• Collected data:

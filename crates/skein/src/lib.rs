//! Skein: the concurrency and memory-lifecycle core of an in-memory
//! columnar series store.
//!
//! This is the facade crate re-exporting the public API of the skein
//! sub-crates.
//!
//! # Quick start
//!
//! ```rust
//! use skein::prelude::*;
//! use skein::block::PooledSource;
//!
//! let block = DataBlock::create_for_series::<u64, f64, _>(4, &PooledSource).unwrap();
//! for key in 0..4u64 {
//!     block.append(key, key as f64 * 0.5);
//! }
//! assert!(block.is_full());
//! assert_eq!(block.grow::<u64, f64, _>(8, &PooledSource).unwrap(), 16);
//! assert_eq!(block.row_at::<u64, f64>(3), (3, 1.5));
//! ```
//!
//! # Modules
//!
//! | Module | Sub-crate | Contents |
//! |--------|-----------|----------|
//! | [`types`] | `skein-core` | Versions, violations, type tags, lookup, backoff |
//! | [`buffers`] | `skein-buffers` | Pools, retainable memory, slabs |
//! | [`block`] | `skein-block` | Data blocks, buffer sources, chain contracts |
//! | [`cursor`] | `skein-cursor` | Block cursors and async waits |

#![deny(missing_docs)]
#![deny(rustdoc::broken_intra_doc_links)]
#![forbid(unsafe_code)]

/// Shared vocabulary (`skein-core`).
///
/// [`types::ContainerVersions`] is the seqlock every container exposes;
/// [`types::fail_fast`] is the single exit for usage violations.
pub use skein_core as types;

/// Pools and reference-counted memory (`skein-buffers`).
pub use skein_buffers as buffers;

/// Columnar blocks (`skein-block`).
pub use skein_block as block;

/// Cursors over block chains (`skein-cursor`).
pub use skein_cursor as cursor;

/// Common imports.
///
/// ```rust
/// use skein::prelude::*;
/// ```
pub mod prelude {
    // Core
    pub use skein_core::{ContainerVersions, KeyComparer, Lookup, OrdComparer, Violation};

    // Memory
    pub use skein_buffers::{BufferError, MemoryPool, RetainableMemory, Retained};

    // Blocks
    pub use skein_block::{BlockError, BlockRef, ChainAccessor, Container, DataBlock};

    // Cursors
    pub use skein_cursor::{
        AdvanceCursor, AsyncCursor, BlockCursor, Completer, CursorState, OutOfOrderKey,
    };
}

• What you need to do: Of the lines in the data, report each one containing the string "Pools".

• Answer to this task:
//! | [`buffers`] | `skein-buffers` | Pools, retainable memory, slabs |
/// Pools and reference-counted memory (`skein-buffers`).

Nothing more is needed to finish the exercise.